*** Opening of SOURCE RECORDS ***

//! Stage 3: LLM escalation
//!
//! Only queries still SUSPICIOUS after Stage 2 reach this stage. The prompt
//! is rendered from a Handlebars template and the verdict comes back as a
//! JSON object `{verdict, confidence, reason}`.

use crate::llm::LlmClient;
use anyhow::{anyhow, Result};
use async_trait::async_trait;
use floatchat_types::{SemanticOperatorDAG, ThreatLevel};
use handlebars::Handlebars;
use regex::Regex;
use serde::Deserialize;
use serde_json::{json, Value};
use std::sync::{Arc, LazyLock};

const SECURITY_ANALYSIS_TEMPLATE: &str = include_str!("prompts/security_analysis.hbs");

const SYSTEM_PROMPT: &str = "You are a security analyst screening natural-language queries \
against an oceanographic database. Classify each query strictly and reply with JSON only.";

static JSON_BLOCK_RE: LazyLock<Regex> =
    LazyLock::new(|| Regex::new(r"```(?:json)?\s*([\s\S]*?)\s*```").unwrap());

#[derive(Debug, Clone, PartialEq)]
pub struct EscalationVerdict {
    pub verdict: ThreatLevel,
    pub confidence: f64,
    pub reason: Option<String>,
}

/// External classifier consulted for ambiguous queries
#[async_trait]
pub trait SecurityEscalation: Send + Sync {
    async fn classify(&self, prompt: &str) -> Result<EscalationVerdict>;
}

// =============================================================================
// PROMPT
// =============================================================================

fn json_helper(
    h: &handlebars::Helper,
    _: &Handlebars,
    _: &handlebars::Context,
    _: &mut handlebars::RenderContext,
    out: &mut dyn handlebars::Output,
) -> handlebars::HelperResult {
    if let Some(v) = h.param(0) {
        out.write(&serde_json::to_string(v.value()).unwrap_or_default())?;
    }
    Ok(())
}

/// Renders the security analysis prompt
pub struct SecurityPrompt {
    handlebars: Handlebars<'static>,
}

impl Default for SecurityPrompt {
    fn default() -> Self {
        Self::new()
    }
}

impl SecurityPrompt {
    pub fn new() -> Self {
        let mut handlebars = Handlebars::new();
        handlebars.register_escape_fn(handlebars::no_escape);
        handlebars.register_helper("json", Box::new(json_helper));
        Self { handlebars }
    }

    pub fn render(
        &self,
        query: &str,
        dag: Option<&SemanticOperatorDAG>,
        issues: &[String],
    ) -> Result<String> {
        let operators: Vec<Value> = dag
            .map(|d| {
                d.operators
                    .iter()
                    .map(|op| json!({"kind": op.kind.as_str(), "params": op.params}))
                    .collect()
            })
            .unwrap_or_default();
        let data = json!({
            "query": query,
            "operators": operators,
            "issues": issues,
        });
        Ok(self
            .handlebars
            .render_template(SECURITY_ANALYSIS_TEMPLATE, &data)?)
    }
}

// =============================================================================
// VERDICT PARSING
// =============================================================================

#[derive(Deserialize)]
struct RawVerdict {
    verdict: String,
    #[serde(default)]
    confidence: Option<f64>,
    #[serde(default)]
    reason: Option<String>,
}

/// Parse the model's reply, tolerating a markdown code fence around the JSON
pub fn parse_verdict(content: &str) -> Result<EscalationVerdict> {
    let raw: RawVerdict = match serde_json::from_str(content) {
        Ok(v) => v,
        Err(direct) => {
            let inner = JSON_BLOCK_RE
                .captures(content)
                .and_then(|caps| caps.get(1))
                .map(|m| m.as_str())
                .ok_or_else(|| anyhow!("Escalation reply is not JSON: {}", direct))?;
            serde_json::from_str(inner)?
        }
    };

    let verdict = match raw.verdict.trim().to_uppercase().as_str() {
        "SAFE" => ThreatLevel::Safe,
        "SUSPICIOUS" => ThreatLevel::Suspicious,
        "BLOCKED" => ThreatLevel::Blocked,
        other => return Err(anyhow!("Unknown verdict '{}'", other)),
    };

    Ok(EscalationVerdict {
        verdict,
        confidence: raw.confidence.unwrap_or(0.5).clamp(0.0, 1.0),
        reason: raw.reason,
    })
}

// =============================================================================
// LLM ESCALATION
// =============================================================================

pub struct LlmEscalation {
    client: Arc<dyn LlmClient>,
}

impl LlmEscalation {
    pub fn new(client: Arc<dyn LlmClient>) -> Self {
        Self { client }
    }
}

#[async_trait]
impl SecurityEscalation for LlmEscalation {
    async fn classify(&self, prompt: &str) -> Result<EscalationVerdict> {
        tracing::debug!(
            provider = self.client.provider_name(),
            model = self.client.model_name(),
            "Escalating query to LLM"
        );
        let reply = self.client.chat_json(SYSTEM_PROMPT, prompt).await?;
        parse_verdict(&reply)
    }
}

*** Close of SOURCE RECORDS ***

Return each line of the listing that holds the string "static".

ANSWER FOR THIS EXERCISE:
static JSON_BLOCK_RE: LazyLock<Regex> =
    handlebars: Handlebars<'static>,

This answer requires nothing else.